Biofilm formation and changes in bacterial cell surface hydrophobicity during growth in a CAPD model system
Hanlon, G.W., Denyer, S.P., Hodges, N.A., Brant, J.A., Lansley, A.B. and Al-Rustamani, W.A. (2004) Biofilm formation and changes in bacterial cell surface hydrophobicity during growth in a CAPD model system Journal of Pharmacy and Pharmacology, 56 (7). pp. 847-854. ISSN 0022-3573Full text not available from this repository.

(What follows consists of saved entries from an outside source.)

//! Program container
//!
//! An immutable ordered sequence of instructions plus a label index built
//! once at construction. Instruction indices are the addresses used by
//! control-flow resolution.

use std::collections::HashMap;
use std::fmt;

use crate::error::FormatError;
use crate::instruction::{Instruction, Operation};

/// The three wire-alphabet bytes; everything else is a comment
fn is_code_byte(byte: u8) -> bool {
    matches!(byte, b' ' | b'\t' | b'\n')
}

/// An immutable sequence of instructions
///
/// Equality is by instruction sequence. The label index maps a label number
/// to the instruction index of its first LABEL marker; it is derived from
/// the sequence and never changes afterwards.
#[derive(Debug, Clone)]
pub struct Program {
    instructions: Vec<Instruction>,
    labels: HashMap<i64, usize>,
}

impl Program {
    /// Build a program from an instruction sequence
    pub fn new(instructions: Vec<Instruction>) -> Self {
        let mut labels = HashMap::new();
        for (index, instr) in instructions.iter().enumerate() {
            if instr.op() == Operation::Label {
                // first marker for a label number wins
                labels.entry(instr.param()).or_insert(index);
            }
        }
        Program {
            instructions,
            labels,
        }
    }

    /// Instructions in execution order
    pub fn instructions(&self) -> &[Instruction] {
        &self.instructions
    }

    pub fn len(&self) -> usize {
        self.instructions.len()
    }

    pub fn is_empty(&self) -> bool {
        self.instructions.is_empty()
    }

    /// Instruction index of the LABEL marker for `label`, if any
    pub fn label_target(&self, label: i64) -> Option<usize> {
        self.labels.get(&label).copied()
    }

    /// Decode a whole program from whitespace source
    ///
    /// Every byte outside the three-symbol alphabet is stripped as comment
    /// noise first; instructions are then decoded back to back until the
    /// buffer is exhausted. The first decode error aborts assembly, with the
    /// offset into the stripped buffer attached.
    pub fn assemble(source: &str) -> Result<Program, FormatError> {
        let code: Vec<u8> = source
            .bytes()
            .filter(|&byte| is_code_byte(byte))
            .collect();
        let mut offset = 0;
        let mut instructions = Vec::new();
        while offset < code.len() {
            let (consumed, instr) =
                Instruction::decode(&code[offset..]).map_err(|e| e.at_offset(offset))?;
            offset += consumed;
            instructions.push(instr);
        }
        Ok(Program::new(instructions))
    }

    /// Encode the whole program into whitespace source
    pub fn disassemble(&self) -> String {
        let mut out = String::new();
        for instr in &self.instructions {
            out.push_str(&instr.encode());
        }
        out
    }

    /// Decode a program from mnemonic text, one instruction per line
    ///
    /// Exactly one trailing empty line is tolerated, so input ending in the
    /// separator round-trips. A blank line anywhere else is an invalid
    /// instruction.
    pub fn from_text(text: &str) -> Result<Program, FormatError> {
        let mut lines: Vec<&str> = text.split('\n').collect();
        if lines.last() == Some(&"") {
            lines.pop();
        }
        let mut instructions = Vec::with_capacity(lines.len());
        for (number, line) in lines.iter().enumerate() {
            let instr = line
                .parse::<Instruction>()
                .map_err(|e| e.at_line(number + 1))?;
            instructions.push(instr);
        }
        Ok(Program::new(instructions))
    }

    /// Render the program as mnemonic text, one line per instruction with a
    /// trailing separator
    pub fn to_text(&self) -> String {
        let mut out = String::new();
        for instr in &self.instructions {
            out.push_str(&instr.to_string());
            out.push('\n');
        }
        out
    }
}

impl PartialEq for Program {
    fn eq(&self, other: &Self) -> bool {
        self.instructions == other.instructions
    }
}

impl Eq for Program {}

impl fmt::Display for Program {
    fn fmt(&self, f: &mut fmt::Formatter<'_>) -> fmt::Result {
        f.write_str(&self.to_text())
    }
}

impl FromIterator<Instruction> for Program {
    fn from_iter<T: IntoIterator<Item = Instruction>>(iter: T) -> Self {
        Program::new(iter.into_iter().collect())
    }
}

#[cfg(test)]
mod tests {
    use super::*;

    #[test]
    fn label_index_keeps_first_marker() {
        let program = Program::new(vec![
            Instruction::label(1),
            Instruction::exit(),
            Instruction::label(1),
        ]);
        assert_eq!(program.label_target(1), Some(0));
        assert_eq!(program.label_target(2), None);
    }

    #[test]
    fn assemble_strips_comment_bytes() {
        let annotated = "push-one:   \t\nthen-exit:\n\n\n";
        let program = Program::assemble(annotated).unwrap();
        assert_eq!(
            program.instructions(),
            &[Instruction::push(1), Instruction::exit()]
        );
    }

    #[test]
    fn assemble_error_carries_offset() {
        // a lone tab is a truncated prefix
        let err = Program::assemble("\t").unwrap_err();
        assert!(matches!(err, FormatError::AtOffset { offset: 0, .. }));
    }
}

Peritonitis is a frequent complication of continuous ambulatory peritoneal dialysis (CAPD), with patients suffering recurrent attacks. The microorganisms most frequently implicated in the infection are the skin microflora, in particular, the coagulase-negative staphylococci such as Staphylococcus epidermidis. These microorganisms gain access to the peritoneal cavity via the in-dwelling silicone rubber catheter in the abdominal wall and often persist as biofilms on the surface of the catheter. The surface characteristics of S. epidermidis were monitored during growth in a CAPD in-vitro model together with their ability to adhere to silicone rubber substrata. Fresh dialysis fluid exerted an injurious effect on the cells leading to a decrease in cell numbers but during the simulated dialysis period the cells adapted to the applied stresses. Over a 96-h period in the model both a clinical isolate and a skin isolate of S. epidermidis adopted a more hydrophobic phenotype. The data presented here show that the bacteria grown in this in-vivo reflective CAPD model continually adapt to their environment and become more tolerant to the stresses imposed. The adapted cells were seen to colonise silicone rubber substrata.